There is plenty of graphics card news to unpack today as last night during Siggraph, Nvidia officially announced the Turing architecture alongside a new range of Quadro RTX GPUs. The announcement places Ray Tracing directly in the spotlight and hints heavily at what we'll be seeing at next week's GeForce event.
After months of leaks and rumours, Nvidia has officially confirmed that its next architecture is indeed ‘Turing'. The rollout kicks off with three new graphics cards under the Quadro RTX banner, including the RTX 8000, RTX 6000 and RTX 5000. According to Nvidia, Turing represents the “greatest leap” since the introduction of CUDA cores in 2006. With Turing, Nvidia has implemented new ‘RT Cores' to accelerate ray tracing and Tensor Cores (which debuted with Volta) for AI inferencing. Combining these two technologies is what makes real-time ray tracing possible.
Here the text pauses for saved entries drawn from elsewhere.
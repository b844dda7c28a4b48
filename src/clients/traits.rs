use async_trait::async_trait;
use serde::{Deserialize, Serialize};
use std::sync::Arc;
use thiserror::Error;

use crate::models::{ChatRole, GroundingSource};

/// One piece of a turn sent to the model.
#[derive(Debug, Clone, PartialEq, Eq, Serialize, Deserialize)]
pub enum Part {
    Text(String),
    /// Inline binary content, base64 encoded
    InlineData { mime_type: String, data: String },
}

#[derive(Debug, Clone, PartialEq, Eq, Serialize, Deserialize)]
pub struct Turn {
    pub role: ChatRole,
    pub parts: Vec<Part>,
}

impl Turn {
    pub fn user_text(text: impl Into<String>) -> Self {
        Self {
            role: ChatRole::User,
            parts: vec![Part::Text(text.into())],
        }
    }
}

/// A single generateContent call.
#[derive(Debug, Clone, PartialEq, Eq, Serialize, Deserialize)]
pub struct GenerationRequest {
    pub model: String,
    pub contents: Vec<Turn>,
    /// Enables search augmentation (grounding)
    pub use_search: bool,
    pub thinking_budget: Option<u32>,
}

impl GenerationRequest {
    /// Concatenated text of every part, for logging and assertions.
    pub fn prompt_text(&self) -> String {
        self.contents
            .iter()
            .flat_map(|t| t.parts.iter())
            .filter_map(|p| match p {
                Part::Text(t) => Some(t.as_str()),
                Part::InlineData { .. } => None,
            })
            .collect::<Vec<_>>()
            .join("\n")
    }
}

#[derive(Debug, Clone, Default, PartialEq, Eq, Serialize, Deserialize)]
pub struct GenerationResponse {
    pub text: String,
    /// Citations from grounding metadata, delivered outside the text body
    pub sources: Vec<GroundingSource>,
}

#[derive(Debug, Clone, Error, PartialEq, Eq)]
pub enum UpstreamError {
    #[error("network error: {message}")]
    Network { message: String },
    #[error("upstream returned HTTP {status} {code}: {message}")]
    Http {
        status: u16,
        /// Upstream status string, e.g. RESOURCE_EXHAUSTED
        code: String,
        message: String,
    },
    #[error("response blocked by upstream: {reason}")]
    Blocked { reason: String },
    #[error("upstream returned no content")]
    Empty,
}

impl From<reqwest::Error> for UpstreamError {
    fn from(err: reqwest::Error) -> Self {
        UpstreamError::Network {
            message: err.to_string(),
        }
    }
}

#[async_trait]
pub trait GenerationBackend: Send + Sync {
    async fn generate(
        &self,
        request: GenerationRequest,
    ) -> Result<GenerationResponse, UpstreamError>;
}

#[async_trait]
impl<B: GenerationBackend + ?Sized> GenerationBackend for Arc<B> {
    async fn generate(
        &self,
        request: GenerationRequest,
    ) -> Result<GenerationResponse, UpstreamError> {
        (**self).generate(request).await
    }
}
Nvidia talked a bit about ray tracing back in March during GDC. This technology brings ‘real-time movie quality rendering' to games- the biggest difference can be observed in lighting and how it interacts with the world in a natural, life-like way. Speaking at Siggraph this week, Nvidia CEO, Jensen Huang, described ray tracing and hybrid rendering as the company's “most important innovation” in more than a decade, even going as far as to call ray-tracing the “holy grail” of the graphics industry.
We'll be hearing a lot more about ray-tracing in videogames during Nvidia's GeForce event on Monday, where we are expecting to see the RTX 2080 graphics card announced. In the meantime, lets dive into the Quadro RTX specifications.
Quadro RTX 8000:
- Memory: 48GB Samsung GDDR6
- Memory w/ NVLink: 96GB
- Ray-tracing: 10 GigaRays/sec
- CUDA cores: 4,608
- Tensor cores: 576
Quadro RTX 6000:
- Memory: 24GB Samsung GDDR6
- Memory w/ NVLink: 48GB
- Ray-tracing: 10 GigaRays/sec
- CUDA cores: 4,608
- Tensor cores: 576
Quadro RTX 5000:
- Memory: 16GB Samsung GDDR6
- Memory w/ NVLink: 32GB
- Ray-tracing: 6 GigaRays/sec
- CUDA cores: 3,072
- Tensor cores: 384
Pricing is of course, quite high, with the RTX 8000 coming in at $10,000, the RTX 6000 coming in at $6,300 and the RTX 5000 coming in at $2,300. Our guess would be that the RTX 2080 will be running a version of the chip found on the RTX 5000 but we won't know for sure until all of these graphics cards start shipping out and we can dig deeper.
KitGuru Says: Nvidia is betting big on ray-tracing becoming the next big thing in graphics, and the company seems to have a healthy lead over the competition at this point. Quadro RTX already sounds impressive, now our attention turns to Nvidia's event next Monday, where we will hopefully see the consumer implementation of this technology in the form of a GTX 1080 successor.